The tunnels were open to all when I last visited, sometime in the 1980s, but now you must join a formal tour (which is helping fund their refurbishment). Back then we were walking far underground (tunnels go down over 40m) and heard sounds like some sort of horrific torture being inflicted echoing through the tunnels. Approaching lights resolved into a couple of guys riding mountain bikes with screechy brakes!
Man O’ War Bay
Our destination was Man O’ War Bay, for lunch, but on arrival squeezed through the line of beached boat tenders to have another swim. The calm shallow waters were even warmer than Onetangi but still very refreshing. I’ve only previously been here by boat and, although the carpark was full, judging by the bay and beach I think today most had arrived that way!

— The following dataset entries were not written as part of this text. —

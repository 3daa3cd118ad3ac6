//! # Validator Configuration
//!
//! Tunables for the request validator. Every field has a default, so an
//! empty YAML document is a valid configuration.

use std::path::Path;

use serde::{Deserialize, Serialize};
use thiserror::Error;

/// Default event-count ceiling.
pub const DEFAULT_MAX_EVENTS: usize = 1000;

/// Default number of payload bytes included in diagnostic log records.
pub const DEFAULT_PREVIEW_BYTES: usize = 128;

/// Error loading a configuration file.
#[derive(Error, Debug)]
pub enum ConfigError {
    /// The file could not be read.
    #[error("cannot read config '{path}': {source}")]
    Read {
        /// Path that failed to load.
        path: String,
        #[source]
        source: std::io::Error,
    },

    /// The document is not valid YAML for [`ValidatorConfig`].
    #[error("invalid config: {0}")]
    Parse(#[from] serde_yaml::Error),
}

/// Validator tunables.
#[derive(Debug, Clone, PartialEq, Eq, Serialize, Deserialize)]
#[serde(default, deny_unknown_fields)]
pub struct ValidatorConfig {
    /// Event-count ceiling. Only checked when `enforce_max_events` is set;
    /// otherwise an oversized batch is logged and accepted.
    pub max_events: usize,

    /// Reject batches larger than `max_events`.
    pub enforce_max_events: bool,

    /// Maximum payload bytes copied into a log record.
    pub preview_bytes: usize,
}

impl Default for ValidatorConfig {
    fn default() -> Self {
        Self {
            max_events: DEFAULT_MAX_EVENTS,
            enforce_max_events: false,
            preview_bytes: DEFAULT_PREVIEW_BYTES,
        }
    }
}

impl ValidatorConfig {
    /// Parse a configuration from a YAML string.
    pub fn from_yaml_str(yaml: &str) -> Result<Self, ConfigError> {
        Ok(serde_yaml::from_str(yaml)?)
    }

    /// Load a configuration from a YAML file.
    pub fn from_file(path: impl AsRef<Path>) -> Result<Self, ConfigError> {
        let path = path.as_ref();
        let content = std::fs::read_to_string(path).map_err(|source| ConfigError::Read {
            path: path.display().to_string(),
            source,
        })?;
        Self::from_yaml_str(&content)
    }
}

In damp bike gear I felt underdressed for the (quite formal looking) Vineyard Restaurant but it was booked out anyway. They had a garden 'container kitchen' doing BBQ food, Burgers & Fries which filled the gap, dining picnic style, in the shade of the trees. A couple of beers helped the rehydration and one of the waiters collecting glasses, a fellow cyclist from South America trapped by COVID travel restrictions, showed us where we could refill our bike bottles. Water sorted for the ride back.

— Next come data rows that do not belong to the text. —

//! Redacted payload summaries for diagnostic log records.

use std::fmt;

/// A bounded, log-safe view of a submission body.
///
/// Text bodies show their length and at most `limit` bytes of prefix, cut on
/// a UTF-8 boundary. Byte bodies show their length only.
#[derive(Debug, Clone, Copy)]
pub enum PayloadSummary<'a> {
    Missing,
    Text { text: &'a str, limit: usize },
    Bytes { len: usize },
}

impl<'a> PayloadSummary<'a> {
    pub fn text(text: Option<&'a str>, limit: usize) -> Self {
        match text {
            Some(text) => Self::Text { text, limit },
            None => Self::Missing,
        }
    }

    pub fn bytes(bytes: Option<&[u8]>) -> Self {
        match bytes {
            Some(b) => Self::Bytes { len: b.len() },
            None => Self::Missing,
        }
    }
}

/// Longest prefix of `text` that is at most `limit` bytes and ends on a char boundary.
fn truncate_utf8(text: &str, limit: usize) -> &str {
    if text.len() <= limit {
        return text;
    }
    let mut end = limit;
    while !text.is_char_boundary(end) {
        end -= 1;
    }
    &text[..end]
}

impl fmt::Display for PayloadSummary<'_> {
    fn fmt(&self, f: &mut fmt::Formatter<'_>) -> fmt::Result {
        match self {
            Self::Missing => f.write_str("<missing>"),
            Self::Bytes { len } => write!(f, "<{len} bytes>"),
            Self::Text { text, limit } => {
                let prefix = truncate_utf8(text, *limit);
                if prefix.len() < text.len() {
                    write!(f, "<{} bytes> {prefix:?}...", text.len())
                } else {
                    write!(f, "<{} bytes> {prefix:?}", text.len())
                }
            }
        }
    }
}

#[cfg(test)]
mod tests {
    use super::*;

    #[test]
    fn short_text_shown_whole() {
        let s = PayloadSummary::text(Some("{}"), 16).to_string();
        assert_eq!(s, r#"<2 bytes> "{}""#);
    }

    #[test]
    fn long_text_truncated() {
        let text = "a".repeat(300);
        let s = PayloadSummary::text(Some(&text), 8).to_string();
        assert_eq!(s, r#"<300 bytes> "aaaaaaaa"..."#);
    }

    #[test]
    fn truncation_respects_char_boundary() {
        // 'é' is two bytes; a limit of 2 lands inside the second char.
        assert_eq!(truncate_utf8("aéb", 2), "a");
        assert_eq!(truncate_utf8("aéb", 3), "aé");
    }

    #[test]
    fn bytes_show_length_only() {
        let s = PayloadSummary::bytes(Some(&[0x1f, 0x8b, 0x08][..])).to_string();
        assert_eq!(s, "<3 bytes>");
    }

    #[test]
    fn missing_body() {
        assert_eq!(PayloadSummary::bytes(None).to_string(), "<missing>");
        assert_eq!(PayloadSummary::text(None, 8).to_string(), "<missing>");
    }
}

Back via Te Matuka (McLeods) Bay, Ostend & Surfdale
There’s quite a climb out of Man ‘O War Bay which, combined with hauling all that lunch, shocked the legs back into action. Having folks breeze past on ebikes didn’t really help. Thankfully, there wasn’t much traffic on this part of the ride as although the gravel was good it is nice to be free to choose your lines.
The ridge gave spectacular views of Pakatoa (left), Rotoroa, and Ponui (right) Islands.
Once back nearer civilisation we stuck to the more direct roads, through Ostend & Surfdale, heading for the ferry. It wasn’t great riding, as there was a bit of traffic, but some parts did have (painted) bike lanes.
Oneroa drinks and home
Being too late for one sailing, and the gap to the next direct Devonport one, meant time for a drink at Oneroa. Quite a few places were on short hours, or closed, with the reduced COVID visitors and staff. Sol Bar & Cafe was open and had a magnificent view for a relaxing drink. From there it's mostly downhill to the ferry which was a bonus!
After a bit of 'ducks in the sea' watching, always looks a bit odd, it was on to the ferry for an uneventful trip home.
Disembarking at Devonport was aggravated by having to carry our bikes down the extra steep steps from top to bottom deck (what the?) before getting off the boat, thanks Fullers 360!
It was a superb, if demanding, day but I was glad to chuck the bike in the car and drive home. It would have been a long evening cycle home from the city.